この作業を行うためには、まず順位を把握する必要があります。これはSEOツールを導入し、Webサイトを登録することで計測可能です。日本では幅広く使われているソフトウェアのGRCや総合SEOツールのSERankingを利用することでこれも可能です。順位を把握した後に、情報量を増やしていきます。

プレスリリースの実施。

プレスリリースは、新しい製品やサービスができた時の広報の手法ですが、調査結果も公開することができます。例えば、特定のテーマに関するアンケートの調査結果をオウンドメディアにまとめ、プレスリリースを配信することで、その調査結果は様々なメディアに掲載されます。
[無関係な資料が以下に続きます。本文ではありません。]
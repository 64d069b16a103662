//! taskboard-core: Core library for the taskboard service
//!
//! Boards hold ordered lists, lists hold ordered cards. Provides the data
//! model, the sibling ordering engine, a JSONL-backed document store, the
//! audit trail, free-tier limits and subscription billing.

pub mod audit;
pub mod billing;
pub mod boards;
pub mod cards;
pub mod config;
pub mod error;
pub mod id;
pub mod limits;
pub mod lists;
pub mod model;
pub mod ordering;
pub mod service;
pub mod store;
pub mod subscription;

#[cfg(test)]
pub(crate) mod test_support;

pub use audit::{Action, Actor, EntityType, Log};
pub use billing::{BillingGateway, DisabledGateway, StripeGateway, WebhookEvent};
pub use boards::DeletedBoard;
pub use config::Config;
pub use error::Error;
pub use id::generate_id;
pub use limits::LimitStatus;
pub use model::{Board, BoardImage, Card, List, ListWithCards};
pub use ordering::OrderUpdate;
pub use service::Taskboard;
pub use store::Store;
pub use subscription::OrgSubscription;

/// Result type for taskboard operations
pub type Result<T> = std::result::Result<T, Error>;
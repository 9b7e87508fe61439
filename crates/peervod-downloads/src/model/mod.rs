//! Core download domain types shared across the workspace.

use std::fmt;
use std::str::FromStr;

use chrono::{DateTime, Utc};
use serde::{Deserialize, Serialize};

use crate::error::{DownloadError, DownloadResult};

/// Length of a hex-encoded SHA-1 info hash.
const INFO_HASH_LEN: usize = 40;

/// Identifier of a download, the hex-encoded info hash of its torrent.
///
/// Normalised to lowercase on construction; immutable for the lifetime of a
/// poll cycle, so consumers can use it to discard answers that belong to a
/// different download.
#[derive(Debug, Clone, PartialEq, Eq, Hash, Serialize, Deserialize)]
#[serde(try_from = "String", into = "String")]
pub struct InfoHash(String);

impl InfoHash {
    /// Parse and normalise an info hash.
    ///
    /// # Errors
    ///
    /// Returns [`DownloadError::InvalidInfoHash`] unless the value is exactly
    /// 40 hex characters.
    pub fn new(value: impl Into<String>) -> DownloadResult<Self> {
        let value = value.into();
        if value.len() != INFO_HASH_LEN || !value.bytes().all(|byte| byte.is_ascii_hexdigit()) {
            return Err(DownloadError::InvalidInfoHash { value });
        }
        Ok(Self(value.to_ascii_lowercase()))
    }

    /// View the hash as its lowercase hex form.
    #[must_use]
    pub fn as_str(&self) -> &str {
        &self.0
    }
}

impl fmt::Display for InfoHash {
    fn fmt(&self, f: &mut fmt::Formatter<'_>) -> fmt::Result {
        f.write_str(&self.0)
    }
}

impl FromStr for InfoHash {
    type Err = DownloadError;

    fn from_str(value: &str) -> Result<Self, Self::Err> {
        Self::new(value)
    }
}

impl TryFrom<String> for InfoHash {
    type Error = DownloadError;

    fn try_from(value: String) -> Result<Self, Self::Error> {
        Self::new(value)
    }
}

impl From<InfoHash> for String {
    fn from(value: InfoHash) -> Self {
        value.0
    }
}

/// Lifecycle states reported by the download backend.
///
/// The backend owns the full set; consumers should treat unrecognised values
/// as [`DownloadState::Unknown`] and only branch on the states they care
/// about.
#[derive(Debug, Clone, PartialEq, Serialize, Deserialize)]
#[serde(rename_all = "snake_case")]
pub enum DownloadState {
    /// State not reported or not recognised.
    Unknown,
    /// Admitted but not transferring yet.
    Queued,
    /// Fetching pieces in rarest-first order.
    Downloading,
    /// Fetching pieces in playback order.
    VodDownloading,
    /// Complete and uploading to peers.
    Seeding,
    /// Halted by the user or the backend.
    Stopped,
    /// Backend reported a failure.
    Failed {
        /// Human-readable failure description.
        message: String,
    },
}

impl DownloadState {
    /// Short human-readable label for status lines.
    #[must_use]
    pub const fn label(&self) -> &'static str {
        match self {
            Self::Unknown => "unknown",
            Self::Queued => "queued",
            Self::Downloading => "downloading",
            Self::VodDownloading => "streaming",
            Self::Seeding => "seeding",
            Self::Stopped => "stopped",
            Self::Failed { .. } => "failed",
        }
    }

    /// Whether the backend is actively fetching data in this state.
    #[must_use]
    pub const fn is_transferring(&self) -> bool {
        matches!(self, Self::Downloading | Self::VodDownloading)
    }
}

/// Point-in-time view of a download, tagged with the download it belongs to.
#[derive(Debug, Clone, Serialize, Deserialize)]
pub struct DownloadSnapshot {
    /// Download the snapshot belongs to.
    pub info_hash: InfoHash,
    /// Display name when the backend knows one.
    pub name: Option<String>,
    /// Lifecycle state at capture time.
    pub state: DownloadState,
    /// Completion fraction in `0.0..=1.0`.
    pub progress: f64,
    /// Current download rate in bytes per second.
    pub download_bps: u64,
    /// Current upload rate in bytes per second.
    pub upload_bps: u64,
    /// Estimated seconds until completion, meaningful only while transferring.
    pub eta_seconds: Option<u64>,
    /// Estimated seconds until playback can start, meaningful only in VOD mode.
    pub vod_eta_seconds: Option<u64>,
    /// Whether enough of the target file is buffered to begin playback.
    pub vod_playable: bool,
    /// Swarm availability when the backend reports one.
    pub availability: Option<u32>,
    /// Capture timestamp.
    pub last_updated: DateTime<Utc>,
}

impl DownloadSnapshot {
    /// Minimal snapshot for the given download, captured now.
    #[must_use]
    pub fn new(info_hash: InfoHash, state: DownloadState) -> Self {
        Self {
            info_hash,
            name: None,
            state,
            progress: 0.0,
            download_bps: 0,
            upload_bps: 0,
            eta_seconds: None,
            vod_eta_seconds: None,
            vod_playable: false,
            availability: None,
            last_updated: Utc::now(),
        }
    }

    /// Whether the snapshot belongs to `subject`.
    #[must_use]
    pub fn is_for(&self, subject: &InfoHash) -> bool {
        self.info_hash == *subject
    }

    /// Completion percentage (0-100) without display rounding.
    #[must_use]
    pub fn percent_complete(&self) -> f64 {
        self.progress.clamp(0.0, 1.0) * 100.0
    }
}
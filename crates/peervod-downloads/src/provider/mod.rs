//! Contract to the remote download manager.

use async_trait::async_trait;
use url::Url;

use crate::model::{DownloadSnapshot, InfoHash};

mod stub;

pub use stub::StubProvider;

/// Remote download manager as seen by polling consumers.
///
/// The request methods are fire-and-forget: they ask the backend to do
/// something and return once the request is on its way. Results surface on a
/// later poll through [`DownloadProvider::current_status`], which returns the
/// most recently refreshed snapshot tagged with the download it belongs to.
/// Consumers must compare that tag against the download they are tracking and
/// discard mismatched answers; with several consumers polling concurrently, a
/// stale answer from a superseded request is expected traffic, not an error.
#[async_trait]
pub trait DownloadProvider: Send + Sync {
    /// Ask the backend to start downloading the given content.
    async fn request_download_start(
        &self,
        info_hash: &InfoHash,
        display_name: &str,
    ) -> anyhow::Result<()>;

    /// Ask the backend to refresh its status for the given download.
    async fn request_status(&self, info_hash: &InfoHash) -> anyhow::Result<()>;

    /// Most recently refreshed snapshot, if the backend holds one.
    async fn current_status(&self) -> Option<DownloadSnapshot>;

    /// Ask the backend to switch the download into VOD (playback-order) mode.
    async fn request_vod_start(&self, info_hash: &InfoHash) -> anyhow::Result<()>;

    /// Stream locator for the download most recently made playable.
    async fn playback_locator(&self) -> Option<Url>;

    /// Ask the backend to remove a download, optionally deleting its data.
    async fn request_removal(&self, info_hash: &InfoHash, delete_data: bool) -> anyhow::Result<()>;
}
//! Detail refresh loop: keeps one download's detail view current while it is
//! visible.
//!
//! The watcher shares the poll shape of the launch flow (refresh request,
//! read back, discard mismatched answers) but never mutates backend state; it
//! only forwards matching snapshots to its sink. Its lifecycle is meant to
//! track view visibility: `start` on show or resume, `stop` on hide.

use std::sync::Arc;

use async_trait::async_trait;
use tracing::debug;

use peervod_downloads::{DownloadProvider, DownloadSnapshot, InfoHash};

use crate::config::StreamingConfig;
use crate::error::StreamError;
use crate::poller::{PollHandler, Poller, Tick};

/// Receiver for the snapshots a [`DownloadWatcher`] observes.
pub trait WatchSink: Send + Sync {
    /// Called with the latest snapshot of the watched download.
    fn snapshot_updated(&self, snapshot: &DownloadSnapshot);
}

/// Periodically refreshes one download and forwards its snapshots.
pub struct DownloadWatcher {
    poller: Poller,
}

impl DownloadWatcher {
    /// Build a watcher for one download.
    ///
    /// # Errors
    ///
    /// Returns [`StreamError::Config`] when the cadence configuration is
    /// invalid.
    pub fn new(
        subject: InfoHash,
        provider: Arc<dyn DownloadProvider>,
        sink: Arc<dyn WatchSink>,
        config: &StreamingConfig,
    ) -> Result<Self, StreamError> {
        config.validate()?;
        let refresh = Arc::new(WatchLoop {
            subject,
            provider,
            sink,
        });
        let poller = Poller::new(config.detail_interval(), refresh as _)?;
        Ok(Self { poller })
    }

    /// Start or re-arm the refresh loop; call whenever the view becomes
    /// visible again.
    pub fn start(&mut self) {
        self.poller.start();
    }

    /// Stop refreshing; call whenever the view is hidden.
    pub fn stop(&mut self) {
        self.poller.stop();
    }

    /// Whether the refresh loop is currently armed.
    #[must_use]
    pub fn is_running(&self) -> bool {
        self.poller.is_running()
    }
}

struct WatchLoop {
    subject: InfoHash,
    provider: Arc<dyn DownloadProvider>,
    sink: Arc<dyn WatchSink>,
}

#[async_trait]
impl PollHandler for WatchLoop {
    async fn on_tick(&self) -> anyhow::Result<Tick> {
        if let Err(err) = self.provider.request_status(&self.subject).await {
            debug!(
                info_hash = %self.subject,
                error = %err,
                "detail refresh failed; retrying on the next tick"
            );
            return Ok(Tick::Continue);
        }
        if let Some(snapshot) = self.provider.current_status().await
            && snapshot.is_for(&self.subject)
        {
            self.sink.snapshot_updated(&snapshot);
        }
        Ok(Tick::Continue)
    }
}
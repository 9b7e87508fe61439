//! Cancellable periodic timer that drives a poll callback on a fixed cadence.
//!
//! One spawned task delivers every firing, so ticks never overlap and a slow
//! callback simply delays the next firing instead of stacking invocations.
//! Stopping is cooperative: an in-flight callback runs to completion but is
//! never rescheduled.

use std::sync::Arc;
use std::time::Duration;

use async_trait::async_trait;
use tokio::sync::watch;
use tokio::task::JoinHandle;
use tokio::time::{self, Instant, MissedTickBehavior};
use tracing::{debug, warn};

use crate::error::PollerError;

/// Outcome of one poll callback.
#[derive(Debug, Clone, Copy, PartialEq, Eq)]
pub enum Tick {
    /// Keep the schedule alive.
    Continue,
    /// End the schedule after this firing.
    Stop,
}

/// Callback invoked on every poller firing.
#[async_trait]
pub trait PollHandler: Send + Sync + 'static {
    /// Handle one firing.
    ///
    /// An error is logged and the schedule stays alive; return
    /// [`Tick::Stop`] to end the schedule from inside the callback.
    async fn on_tick(&self) -> anyhow::Result<Tick>;
}

/// Fires a [`PollHandler`] on a fixed interval until stopped.
pub struct Poller {
    interval: Duration,
    handler: Arc<dyn PollHandler>,
    active: Option<ActivePoll>,
}

struct ActivePoll {
    stop: watch::Sender<bool>,
    task: JoinHandle<()>,
}

impl Poller {
    /// Create a poller for the given cadence and handler.
    ///
    /// # Errors
    ///
    /// Returns [`PollerError::InvalidInterval`] when `interval` is zero.
    pub fn new(interval: Duration, handler: Arc<dyn PollHandler>) -> Result<Self, PollerError> {
        if interval.is_zero() {
            return Err(PollerError::InvalidInterval);
        }
        Ok(Self {
            interval,
            handler,
            active: None,
        })
    }

    /// Begin scheduling; the first firing occurs one full interval from now,
    /// never immediately.
    ///
    /// Calling `start` while already running re-arms the poller: the previous
    /// schedule is stopped and the interval restarts from zero. Callers with
    /// a visibility lifecycle can therefore call `start` on every resume.
    pub fn start(&mut self) {
        self.stop();
        let (stop_tx, stop_rx) = watch::channel(false);
        let task = spawn_poll_loop(self.interval, Arc::clone(&self.handler), stop_rx);
        self.active = Some(ActivePoll {
            stop: stop_tx,
            task,
        });
    }

    /// Cancel all future firings.
    ///
    /// Idempotent and safe to call before `start`. An in-flight callback
    /// completes, but no further firings occur afterwards.
    pub fn stop(&mut self) {
        if let Some(active) = self.active.take() {
            let _ = active.stop.send(true);
        }
    }

    /// Whether a schedule is armed and its task is still running.
    #[must_use]
    pub fn is_running(&self) -> bool {
        self.active
            .as_ref()
            .is_some_and(|active| !active.task.is_finished())
    }
}

impl Drop for Poller {
    fn drop(&mut self) {
        self.stop();
    }
}

fn spawn_poll_loop(
    interval: Duration,
    handler: Arc<dyn PollHandler>,
    mut stop: watch::Receiver<bool>,
) -> JoinHandle<()> {
    tokio::spawn(async move {
        let mut ticker = time::interval_at(Instant::now() + interval, interval);
        ticker.set_missed_tick_behavior(MissedTickBehavior::Delay);
        loop {
            tokio::select! {
                biased;
                // The stop arm wins whenever both are ready, so a stop issued
                // during a callback takes effect before the next firing.
                _ = stop.changed() => break,
                _ = ticker.tick() => {
                    match handler.on_tick().await {
                        Ok(Tick::Continue) => {}
                        Ok(Tick::Stop) => {
                            debug!("poll handler ended the schedule");
                            break;
                        }
                        Err(err) => {
                            warn!(error = %err, "poll callback failed; schedule continues");
                        }
                    }
                }
            }
        }
    })
}
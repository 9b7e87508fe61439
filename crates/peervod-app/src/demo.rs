//! Scripted end-to-end demonstration of the stream launch flow.
//!
//! Wires a scripted in-memory backend to one play request: the download is
//! admitted, progresses, switches into VOD mode, and resolves to a player
//! handoff — all narrated into the log through a logging progress surface.

use std::sync::Arc;
use std::time::Duration;

use tokio::time::{sleep, timeout};
use tracing::info;
use url::Url;

use peervod_downloads::{DownloadSnapshot, DownloadState, InfoHash, StubProvider};
use peervod_streaming::{
    PlaySlot, PlaybackSurface, StreamState, StreamingConfig, StreamingCoordinator,
};

use crate::bootstrap::{AppError, AppResult};

const DEMO_NAME: &str = "Big Buck Bunny";
const DEMO_HASH: &str = "dd8255ecdc7ca55fb0bbf81323d87062db1f6d1c";
const DEMO_LOCATOR: &str = "http://127.0.0.1:8080/big_buck_bunny.mp4";

/// Progress surface that narrates the flow into the log.
struct LogSurface;

impl PlaybackSurface for LogSurface {
    fn set_message(&self, text: &str) {
        info!(message = text, "progress surface updated");
    }

    fn set_progress(&self, percent: u8) {
        info!(percent, "progress bar updated");
    }

    fn dismiss(&self) {
        info!("progress surface dismissed");
    }

    fn launch_player(&self, locator: &Url) {
        info!(%locator, "player launched");
    }
}

/// Run one scripted play request end to end and return its terminal state.
///
/// # Errors
///
/// Returns an error when the flow cannot be assembled or does not resolve
/// within a generous multiple of the poll interval.
pub async fn run_demo(config: &StreamingConfig) -> AppResult<StreamState> {
    let subject = InfoHash::new(DEMO_HASH)?;
    let provider = Arc::new(scripted_backend(&subject)?);
    let surface = Arc::new(LogSurface);

    let coordinator = StreamingCoordinator::new(
        subject,
        DEMO_NAME,
        Arc::clone(&provider) as _,
        surface as _,
        config,
    )?;

    let mut slot = PlaySlot::new();
    slot.start(coordinator, true).await?;

    let deadline = config.poll_interval() * 50;
    let pause = (config.poll_interval() / 4).max(Duration::from_millis(1));
    let state = timeout(deadline, async {
        loop {
            if let Some(state) = slot.current().map(StreamingCoordinator::state)
                && state.is_terminal()
            {
                return state;
            }
            sleep(pause).await;
        }
    })
    .await
    .map_err(|_| AppError::DemoTimedOut)?;

    slot.cancel();
    Ok(state)
}

/// Backend scripted through one full download-to-playable lifecycle.
fn scripted_backend(subject: &InfoHash) -> Result<StubProvider, url::ParseError> {
    let provider = StubProvider::new();
    provider.set_locator(Some(Url::parse(DEMO_LOCATOR)?));

    let mut queued = DownloadSnapshot::new(subject.clone(), DownloadState::Queued);
    queued.name = Some(DEMO_NAME.to_string());
    provider.push_snapshot(queued);

    for (progress, eta) in [(0.05, 240), (0.15, 180)] {
        let mut step = DownloadSnapshot::new(subject.clone(), DownloadState::Downloading);
        step.progress = progress;
        step.download_bps = 900_000;
        step.eta_seconds = Some(eta);
        provider.push_snapshot(step);
    }

    for (progress, vod_eta) in [(0.2, 40), (0.25, 25), (0.3, 10)] {
        let mut step = DownloadSnapshot::new(subject.clone(), DownloadState::VodDownloading);
        step.progress = progress;
        step.download_bps = 1_572_864;
        step.vod_eta_seconds = Some(vod_eta);
        provider.push_snapshot(step);
    }

    let mut ready = DownloadSnapshot::new(subject.clone(), DownloadState::VodDownloading);
    ready.progress = 0.35;
    ready.download_bps = 1_572_864;
    ready.vod_playable = true;
    provider.push_snapshot(ready);

    Ok(provider)
}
この時に、調査結果へのSEOにはほとんど効果がないnofollowが設置されたリンクが設置されたり、社名がメディアに掲載されます。これ自体は、直接SEOへの効果は望めませんが、様々なメディアで自社のオウンドメディアに関する話題が取り上げられることが注目に繋がり、結果として、新しい流入が増えたり、別のオウンドメディアからの被リンク獲得につながります。

SEOで登場する用語

SEOを実践していく上で、よく耳にする用語について解説します。

E-A-T

専門性、権威性、信頼性を兼ね備えたコンテンツが良質であると定義したもの。

YMYL

「Your Money Your Life」の略で、ユーザーの金銭・生命に重大な影響を与える可能性があるトピックのこと。反映されたキーワードの検索結果では、特にE-A-Tが色濃く出ており、信頼性の高い企業や機関のコンテンツが上位を占めている。アフィリエイトサイトなどは順位を大きく下げている。現在のYMYLが適用されているトピックは、医療、金融、法律、ショッピングなど多岐に渡っている。

モバイルファースト

スマホなどのモバイル端末に最適化されていること。関連したワードにモバイルファーストインデックスがある。これは、Google検索が重視するのはモバイル環境であるというもので、従来はPC環境の検索順位がモバイル環境の検索順位に反映されていたが、現在は逆転している。

コアウェブバイタル(CWV)

モバイルファーストで重要なのは、モバイル回線でストレスなく閲覧や操作ができるということである。表示速度、安定した表示、素早い応答速度が求められ、これらの関連指標を総じてコアウェブバイタル(CWV)と呼ぶ。

CWVが極端に低いと正確にコンテンツがGoogleにインデックスされず、上位表示の妨げになる。